=== EXERCISE INSTRUCTIONS ===
From the data below, return the exact lines starting at the line containing "pub enum CovscrapeError" and ending at the line containing "use std::path::Path;", both included, and nothing else.

(Source records)
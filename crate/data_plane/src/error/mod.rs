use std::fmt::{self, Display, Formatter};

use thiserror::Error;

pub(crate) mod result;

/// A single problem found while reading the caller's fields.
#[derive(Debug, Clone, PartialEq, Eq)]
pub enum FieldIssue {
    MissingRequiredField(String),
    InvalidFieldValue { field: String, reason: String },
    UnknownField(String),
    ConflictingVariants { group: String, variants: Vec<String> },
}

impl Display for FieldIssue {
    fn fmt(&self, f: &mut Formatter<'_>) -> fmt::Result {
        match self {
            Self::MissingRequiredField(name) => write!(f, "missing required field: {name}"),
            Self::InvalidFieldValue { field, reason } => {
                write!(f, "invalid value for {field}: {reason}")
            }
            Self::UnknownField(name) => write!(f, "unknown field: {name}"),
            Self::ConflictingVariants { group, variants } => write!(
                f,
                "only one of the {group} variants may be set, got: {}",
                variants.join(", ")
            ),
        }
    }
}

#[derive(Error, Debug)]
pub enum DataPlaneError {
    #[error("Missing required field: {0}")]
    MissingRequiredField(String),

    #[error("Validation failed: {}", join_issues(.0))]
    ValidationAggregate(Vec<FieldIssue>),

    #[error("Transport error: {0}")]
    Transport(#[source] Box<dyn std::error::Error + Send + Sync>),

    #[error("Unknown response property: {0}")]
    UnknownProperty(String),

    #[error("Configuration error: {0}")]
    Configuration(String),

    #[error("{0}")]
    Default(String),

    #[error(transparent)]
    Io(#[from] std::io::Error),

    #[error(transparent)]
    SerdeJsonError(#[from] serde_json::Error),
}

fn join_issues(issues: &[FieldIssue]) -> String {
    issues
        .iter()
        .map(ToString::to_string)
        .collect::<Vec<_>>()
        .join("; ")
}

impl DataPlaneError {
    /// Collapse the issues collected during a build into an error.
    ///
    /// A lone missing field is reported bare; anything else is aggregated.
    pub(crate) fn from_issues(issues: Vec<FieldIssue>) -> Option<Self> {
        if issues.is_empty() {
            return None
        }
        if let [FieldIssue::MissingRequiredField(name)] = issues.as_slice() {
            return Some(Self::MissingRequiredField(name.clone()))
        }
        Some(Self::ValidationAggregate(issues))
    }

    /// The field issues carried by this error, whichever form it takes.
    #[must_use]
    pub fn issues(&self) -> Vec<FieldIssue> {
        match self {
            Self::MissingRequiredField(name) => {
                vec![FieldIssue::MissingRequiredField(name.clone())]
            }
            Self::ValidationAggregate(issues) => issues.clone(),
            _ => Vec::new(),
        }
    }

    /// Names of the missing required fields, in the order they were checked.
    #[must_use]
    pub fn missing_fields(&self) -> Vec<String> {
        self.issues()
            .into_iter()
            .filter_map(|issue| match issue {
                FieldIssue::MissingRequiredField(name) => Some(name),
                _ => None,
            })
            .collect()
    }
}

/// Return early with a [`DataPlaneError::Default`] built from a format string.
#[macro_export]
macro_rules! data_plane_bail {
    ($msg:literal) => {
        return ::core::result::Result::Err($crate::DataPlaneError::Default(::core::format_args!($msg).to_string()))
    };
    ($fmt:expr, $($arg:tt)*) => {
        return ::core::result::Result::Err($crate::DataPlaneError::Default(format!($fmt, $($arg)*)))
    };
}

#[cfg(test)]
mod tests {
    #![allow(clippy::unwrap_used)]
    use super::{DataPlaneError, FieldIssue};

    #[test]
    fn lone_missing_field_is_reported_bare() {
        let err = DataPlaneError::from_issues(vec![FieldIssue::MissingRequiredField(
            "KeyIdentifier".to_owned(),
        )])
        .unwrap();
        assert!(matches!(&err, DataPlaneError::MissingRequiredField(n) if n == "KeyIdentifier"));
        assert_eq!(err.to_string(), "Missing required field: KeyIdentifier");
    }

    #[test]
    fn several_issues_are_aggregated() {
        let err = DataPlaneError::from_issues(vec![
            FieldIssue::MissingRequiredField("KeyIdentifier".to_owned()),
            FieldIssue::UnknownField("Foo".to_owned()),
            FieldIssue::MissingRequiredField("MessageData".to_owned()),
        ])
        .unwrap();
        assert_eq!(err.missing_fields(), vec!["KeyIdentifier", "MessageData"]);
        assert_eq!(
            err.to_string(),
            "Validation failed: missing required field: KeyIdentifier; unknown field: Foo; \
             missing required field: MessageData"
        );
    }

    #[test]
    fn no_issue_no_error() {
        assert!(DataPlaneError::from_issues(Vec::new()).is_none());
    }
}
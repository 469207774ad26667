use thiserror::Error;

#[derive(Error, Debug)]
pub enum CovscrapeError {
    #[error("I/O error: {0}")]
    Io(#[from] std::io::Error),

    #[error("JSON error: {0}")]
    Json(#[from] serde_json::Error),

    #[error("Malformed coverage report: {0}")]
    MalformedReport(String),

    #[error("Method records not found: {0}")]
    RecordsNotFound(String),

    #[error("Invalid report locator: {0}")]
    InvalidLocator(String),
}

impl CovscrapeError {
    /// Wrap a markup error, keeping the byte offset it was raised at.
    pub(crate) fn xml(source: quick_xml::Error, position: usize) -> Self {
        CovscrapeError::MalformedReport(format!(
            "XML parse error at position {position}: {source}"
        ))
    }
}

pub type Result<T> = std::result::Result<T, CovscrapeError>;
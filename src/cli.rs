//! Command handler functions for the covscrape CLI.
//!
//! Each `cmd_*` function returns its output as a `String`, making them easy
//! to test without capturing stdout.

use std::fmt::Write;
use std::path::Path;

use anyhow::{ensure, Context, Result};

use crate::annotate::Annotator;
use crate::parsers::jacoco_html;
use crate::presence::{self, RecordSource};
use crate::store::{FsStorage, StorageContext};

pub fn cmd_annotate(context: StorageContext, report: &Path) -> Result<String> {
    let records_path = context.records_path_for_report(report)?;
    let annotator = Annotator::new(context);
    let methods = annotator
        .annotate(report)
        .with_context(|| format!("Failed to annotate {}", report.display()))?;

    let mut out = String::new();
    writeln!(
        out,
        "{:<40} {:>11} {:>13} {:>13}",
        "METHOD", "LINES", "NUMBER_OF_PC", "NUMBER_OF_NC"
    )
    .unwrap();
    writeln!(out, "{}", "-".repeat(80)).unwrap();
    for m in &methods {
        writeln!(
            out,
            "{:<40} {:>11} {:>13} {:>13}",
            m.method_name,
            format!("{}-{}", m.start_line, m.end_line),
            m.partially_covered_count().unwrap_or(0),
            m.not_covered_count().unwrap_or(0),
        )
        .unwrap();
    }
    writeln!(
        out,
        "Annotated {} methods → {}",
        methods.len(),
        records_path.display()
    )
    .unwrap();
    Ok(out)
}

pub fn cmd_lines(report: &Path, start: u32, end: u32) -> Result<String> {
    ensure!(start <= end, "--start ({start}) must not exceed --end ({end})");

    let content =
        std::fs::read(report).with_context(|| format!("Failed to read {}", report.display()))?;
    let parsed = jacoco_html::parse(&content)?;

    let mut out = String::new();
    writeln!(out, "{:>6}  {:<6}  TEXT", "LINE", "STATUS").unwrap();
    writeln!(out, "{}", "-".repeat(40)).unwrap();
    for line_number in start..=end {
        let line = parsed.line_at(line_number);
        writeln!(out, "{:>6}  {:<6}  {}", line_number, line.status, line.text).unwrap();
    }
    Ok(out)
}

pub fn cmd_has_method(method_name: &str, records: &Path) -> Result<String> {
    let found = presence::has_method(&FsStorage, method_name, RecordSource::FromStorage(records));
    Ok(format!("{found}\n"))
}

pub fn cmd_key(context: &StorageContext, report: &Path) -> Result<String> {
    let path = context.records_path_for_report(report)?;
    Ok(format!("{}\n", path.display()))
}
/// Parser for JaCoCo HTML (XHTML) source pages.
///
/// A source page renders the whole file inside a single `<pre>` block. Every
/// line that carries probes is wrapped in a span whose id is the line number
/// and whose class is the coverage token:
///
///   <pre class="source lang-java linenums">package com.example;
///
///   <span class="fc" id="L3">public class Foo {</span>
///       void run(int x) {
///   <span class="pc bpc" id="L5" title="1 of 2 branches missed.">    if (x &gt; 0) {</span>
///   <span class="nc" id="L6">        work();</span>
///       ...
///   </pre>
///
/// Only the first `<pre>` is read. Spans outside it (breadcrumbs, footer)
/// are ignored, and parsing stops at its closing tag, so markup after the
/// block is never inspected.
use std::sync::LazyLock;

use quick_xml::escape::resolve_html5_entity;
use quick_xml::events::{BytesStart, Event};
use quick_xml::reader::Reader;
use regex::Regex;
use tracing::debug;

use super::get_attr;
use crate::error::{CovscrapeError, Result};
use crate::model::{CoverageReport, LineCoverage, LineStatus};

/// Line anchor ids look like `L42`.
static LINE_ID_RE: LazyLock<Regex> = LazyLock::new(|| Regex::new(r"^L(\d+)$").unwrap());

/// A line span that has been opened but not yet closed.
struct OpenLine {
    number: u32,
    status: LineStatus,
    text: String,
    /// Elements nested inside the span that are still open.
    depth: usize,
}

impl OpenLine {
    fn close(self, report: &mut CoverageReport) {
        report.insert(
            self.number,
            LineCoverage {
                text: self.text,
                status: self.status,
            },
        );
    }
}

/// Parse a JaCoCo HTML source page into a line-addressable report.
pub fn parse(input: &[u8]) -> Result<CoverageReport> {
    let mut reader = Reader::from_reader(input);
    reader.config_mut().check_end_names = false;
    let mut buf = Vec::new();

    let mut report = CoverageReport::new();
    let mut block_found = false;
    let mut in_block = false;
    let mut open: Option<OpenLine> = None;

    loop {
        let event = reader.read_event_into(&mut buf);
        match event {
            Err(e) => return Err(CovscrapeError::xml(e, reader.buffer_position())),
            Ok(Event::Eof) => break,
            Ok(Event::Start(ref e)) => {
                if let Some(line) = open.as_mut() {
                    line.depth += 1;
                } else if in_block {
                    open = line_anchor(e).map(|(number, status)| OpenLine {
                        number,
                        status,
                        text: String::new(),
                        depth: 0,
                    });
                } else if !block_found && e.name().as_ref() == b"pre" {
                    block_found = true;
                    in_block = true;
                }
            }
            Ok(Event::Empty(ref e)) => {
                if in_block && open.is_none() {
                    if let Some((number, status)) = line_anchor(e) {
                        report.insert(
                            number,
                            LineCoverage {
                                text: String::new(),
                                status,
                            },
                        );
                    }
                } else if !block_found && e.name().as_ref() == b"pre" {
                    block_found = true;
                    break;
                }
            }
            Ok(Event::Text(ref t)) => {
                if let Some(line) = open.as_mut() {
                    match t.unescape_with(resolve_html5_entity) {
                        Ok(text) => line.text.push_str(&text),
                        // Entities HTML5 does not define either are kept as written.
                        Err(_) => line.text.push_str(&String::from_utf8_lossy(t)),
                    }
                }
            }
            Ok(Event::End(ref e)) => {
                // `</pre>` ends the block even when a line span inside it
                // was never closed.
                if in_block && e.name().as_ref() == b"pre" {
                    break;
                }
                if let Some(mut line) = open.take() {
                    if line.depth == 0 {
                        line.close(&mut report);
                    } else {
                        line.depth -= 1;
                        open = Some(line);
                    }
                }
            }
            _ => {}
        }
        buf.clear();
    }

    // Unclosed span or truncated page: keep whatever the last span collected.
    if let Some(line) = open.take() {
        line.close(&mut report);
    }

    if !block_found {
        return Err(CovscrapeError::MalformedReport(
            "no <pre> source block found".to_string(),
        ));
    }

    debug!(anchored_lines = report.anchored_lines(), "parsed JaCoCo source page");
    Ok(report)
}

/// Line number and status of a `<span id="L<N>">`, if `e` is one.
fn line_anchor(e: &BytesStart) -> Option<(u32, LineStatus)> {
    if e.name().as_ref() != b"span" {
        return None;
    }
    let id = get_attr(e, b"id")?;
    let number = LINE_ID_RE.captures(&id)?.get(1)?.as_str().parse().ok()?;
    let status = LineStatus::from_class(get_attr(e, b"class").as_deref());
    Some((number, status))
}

=== ANSWER TO THIS EXERCISE ===
pub enum CovscrapeError {
    #[error("I/O error: {0}")]
    Io(#[from] std::io::Error),

    #[error("JSON error: {0}")]
    Json(#[from] serde_json::Error),

    #[error("Malformed coverage report: {0}")]
    MalformedReport(String),

    #[error("Method records not found: {0}")]
    RecordsNotFound(String),

    #[error("Invalid report locator: {0}")]
    InvalidLocator(String),
}

impl CovscrapeError {
    /// Wrap a markup error, keeping the byte offset it was raised at.
    pub(crate) fn xml(source: quick_xml::Error, position: usize) -> Self {
        CovscrapeError::MalformedReport(format!(
            "XML parse error at position {position}: {source}"
        ))
    }
}

pub type Result<T> = std::result::Result<T, CovscrapeError>;
filename src/cli.rs
//! Command handler functions for the covscrape CLI.
//!
//! Each `cmd_*` function returns its output as a `String`, making them easy
//! to test without capturing stdout.

use std::fmt::Write;
use std::path::Path;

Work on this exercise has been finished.